THE RECORDS
§
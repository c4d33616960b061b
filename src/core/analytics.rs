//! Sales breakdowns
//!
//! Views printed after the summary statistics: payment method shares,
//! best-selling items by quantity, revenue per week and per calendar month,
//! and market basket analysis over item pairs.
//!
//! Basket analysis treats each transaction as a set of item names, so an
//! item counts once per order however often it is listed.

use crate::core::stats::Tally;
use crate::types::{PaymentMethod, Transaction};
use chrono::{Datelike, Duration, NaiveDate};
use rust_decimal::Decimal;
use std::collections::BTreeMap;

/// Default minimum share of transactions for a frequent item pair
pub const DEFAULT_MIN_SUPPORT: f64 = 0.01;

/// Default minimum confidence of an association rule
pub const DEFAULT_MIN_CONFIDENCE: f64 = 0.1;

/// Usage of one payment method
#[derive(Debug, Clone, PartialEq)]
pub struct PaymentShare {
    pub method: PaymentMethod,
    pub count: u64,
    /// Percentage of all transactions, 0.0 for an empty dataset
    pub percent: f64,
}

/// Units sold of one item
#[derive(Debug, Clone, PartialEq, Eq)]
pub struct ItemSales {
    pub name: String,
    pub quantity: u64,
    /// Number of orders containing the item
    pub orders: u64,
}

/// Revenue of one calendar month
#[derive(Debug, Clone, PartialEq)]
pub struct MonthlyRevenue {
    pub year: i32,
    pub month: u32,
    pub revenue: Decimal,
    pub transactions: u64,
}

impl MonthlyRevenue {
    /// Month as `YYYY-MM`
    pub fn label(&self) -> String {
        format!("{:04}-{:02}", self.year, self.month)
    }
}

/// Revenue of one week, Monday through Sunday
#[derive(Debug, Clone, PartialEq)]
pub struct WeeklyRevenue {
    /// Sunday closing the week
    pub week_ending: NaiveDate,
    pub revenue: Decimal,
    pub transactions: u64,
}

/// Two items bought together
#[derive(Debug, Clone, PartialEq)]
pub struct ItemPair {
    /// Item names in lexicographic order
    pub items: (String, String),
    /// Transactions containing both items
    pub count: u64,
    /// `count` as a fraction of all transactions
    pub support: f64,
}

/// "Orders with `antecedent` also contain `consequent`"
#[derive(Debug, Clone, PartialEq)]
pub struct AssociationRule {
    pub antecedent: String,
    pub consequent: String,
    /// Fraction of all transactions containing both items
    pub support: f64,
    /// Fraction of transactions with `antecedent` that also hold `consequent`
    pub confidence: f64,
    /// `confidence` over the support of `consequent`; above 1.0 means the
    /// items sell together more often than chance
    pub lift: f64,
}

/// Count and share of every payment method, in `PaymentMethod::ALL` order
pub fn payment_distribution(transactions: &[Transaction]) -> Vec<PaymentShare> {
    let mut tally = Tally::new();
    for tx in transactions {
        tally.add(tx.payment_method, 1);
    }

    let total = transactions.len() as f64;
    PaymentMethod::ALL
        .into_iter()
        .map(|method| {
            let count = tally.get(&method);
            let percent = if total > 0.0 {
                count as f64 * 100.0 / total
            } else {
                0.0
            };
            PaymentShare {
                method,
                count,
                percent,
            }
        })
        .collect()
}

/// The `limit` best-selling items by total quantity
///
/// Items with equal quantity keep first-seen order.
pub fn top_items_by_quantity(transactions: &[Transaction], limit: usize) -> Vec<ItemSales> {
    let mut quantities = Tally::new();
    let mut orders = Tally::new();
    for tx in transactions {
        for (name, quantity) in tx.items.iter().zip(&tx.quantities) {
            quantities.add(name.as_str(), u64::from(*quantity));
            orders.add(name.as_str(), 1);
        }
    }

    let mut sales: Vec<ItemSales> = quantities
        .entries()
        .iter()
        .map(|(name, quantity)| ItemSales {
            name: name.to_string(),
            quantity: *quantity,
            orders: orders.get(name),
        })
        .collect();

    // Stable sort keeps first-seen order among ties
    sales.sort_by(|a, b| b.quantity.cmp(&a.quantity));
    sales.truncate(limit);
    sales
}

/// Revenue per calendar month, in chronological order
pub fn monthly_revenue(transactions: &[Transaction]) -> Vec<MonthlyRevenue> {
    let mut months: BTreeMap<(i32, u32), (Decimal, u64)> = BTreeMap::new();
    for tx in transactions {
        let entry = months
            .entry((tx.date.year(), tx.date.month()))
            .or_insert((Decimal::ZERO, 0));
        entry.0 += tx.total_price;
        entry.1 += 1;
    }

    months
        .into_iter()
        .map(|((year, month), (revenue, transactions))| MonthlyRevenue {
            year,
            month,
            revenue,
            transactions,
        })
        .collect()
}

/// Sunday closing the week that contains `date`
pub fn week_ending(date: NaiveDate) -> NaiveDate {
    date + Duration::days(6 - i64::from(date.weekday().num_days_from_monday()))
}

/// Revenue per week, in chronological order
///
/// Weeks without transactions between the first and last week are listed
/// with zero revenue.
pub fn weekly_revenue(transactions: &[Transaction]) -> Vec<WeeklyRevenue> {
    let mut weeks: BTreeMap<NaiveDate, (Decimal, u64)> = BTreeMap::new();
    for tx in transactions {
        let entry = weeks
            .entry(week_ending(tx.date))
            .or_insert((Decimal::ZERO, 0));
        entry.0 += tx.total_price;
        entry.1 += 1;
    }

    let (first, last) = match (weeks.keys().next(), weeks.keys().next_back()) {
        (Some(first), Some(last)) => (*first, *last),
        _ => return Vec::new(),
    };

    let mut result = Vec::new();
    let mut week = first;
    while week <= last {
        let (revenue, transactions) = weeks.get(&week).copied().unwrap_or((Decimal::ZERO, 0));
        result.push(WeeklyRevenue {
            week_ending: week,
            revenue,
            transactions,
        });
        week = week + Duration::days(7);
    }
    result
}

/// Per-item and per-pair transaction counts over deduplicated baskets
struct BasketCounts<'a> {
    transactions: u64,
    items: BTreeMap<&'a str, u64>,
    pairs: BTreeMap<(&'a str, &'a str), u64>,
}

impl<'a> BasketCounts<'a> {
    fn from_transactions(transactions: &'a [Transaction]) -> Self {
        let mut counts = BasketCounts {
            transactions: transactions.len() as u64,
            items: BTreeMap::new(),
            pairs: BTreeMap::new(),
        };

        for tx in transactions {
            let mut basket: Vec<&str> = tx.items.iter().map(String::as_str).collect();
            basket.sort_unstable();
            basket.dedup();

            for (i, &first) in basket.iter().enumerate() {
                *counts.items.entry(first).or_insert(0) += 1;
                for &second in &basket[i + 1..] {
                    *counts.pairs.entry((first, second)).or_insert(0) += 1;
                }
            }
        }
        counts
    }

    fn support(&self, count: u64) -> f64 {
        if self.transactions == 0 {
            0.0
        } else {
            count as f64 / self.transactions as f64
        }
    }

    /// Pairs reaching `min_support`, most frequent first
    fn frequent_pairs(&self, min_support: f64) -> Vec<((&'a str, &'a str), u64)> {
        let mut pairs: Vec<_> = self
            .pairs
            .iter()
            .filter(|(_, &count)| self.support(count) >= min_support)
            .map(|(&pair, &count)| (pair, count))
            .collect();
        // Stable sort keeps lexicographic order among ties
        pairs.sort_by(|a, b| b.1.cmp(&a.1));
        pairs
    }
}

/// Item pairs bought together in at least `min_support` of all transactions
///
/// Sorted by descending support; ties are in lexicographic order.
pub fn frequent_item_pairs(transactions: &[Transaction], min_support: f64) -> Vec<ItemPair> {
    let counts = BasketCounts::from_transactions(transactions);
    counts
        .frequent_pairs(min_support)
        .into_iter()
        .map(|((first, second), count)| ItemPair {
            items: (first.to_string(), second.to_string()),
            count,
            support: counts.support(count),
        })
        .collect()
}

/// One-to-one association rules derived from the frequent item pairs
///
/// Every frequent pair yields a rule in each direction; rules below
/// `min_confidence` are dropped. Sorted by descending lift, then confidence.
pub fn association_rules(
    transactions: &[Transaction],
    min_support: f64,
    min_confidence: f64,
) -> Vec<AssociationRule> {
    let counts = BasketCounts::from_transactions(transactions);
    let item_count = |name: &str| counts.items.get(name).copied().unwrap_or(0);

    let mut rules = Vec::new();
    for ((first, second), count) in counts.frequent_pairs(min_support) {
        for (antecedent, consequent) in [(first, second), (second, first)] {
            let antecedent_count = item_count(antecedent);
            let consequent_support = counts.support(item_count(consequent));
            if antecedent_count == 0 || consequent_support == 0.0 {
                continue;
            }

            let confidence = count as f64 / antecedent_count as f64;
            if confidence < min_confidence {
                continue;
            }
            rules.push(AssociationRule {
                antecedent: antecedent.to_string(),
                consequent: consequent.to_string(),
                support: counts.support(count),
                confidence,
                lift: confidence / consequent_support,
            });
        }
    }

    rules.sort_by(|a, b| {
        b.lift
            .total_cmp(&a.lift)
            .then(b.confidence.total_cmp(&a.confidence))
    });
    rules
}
§
PROBLEM TO SOLVE
The lines above from the one containing "lift, then confidence." through the one containing "for (antecedent, consequent)" are to be set down exactly, and no others.

EXERCISE RESULT
/// `min_confidence` are dropped. Sorted by descending lift, then confidence.
pub fn association_rules(
    transactions: &[Transaction],
    min_support: f64,
    min_confidence: f64,
) -> Vec<AssociationRule> {
    let counts = BasketCounts::from_transactions(transactions);
    let item_count = |name: &str| counts.items.get(name).copied().unwrap_or(0);

    let mut rules = Vec::new();
    for ((first, second), count) in counts.frequent_pairs(min_support) {
        for (antecedent, consequent) in [(first, second), (second, first)] {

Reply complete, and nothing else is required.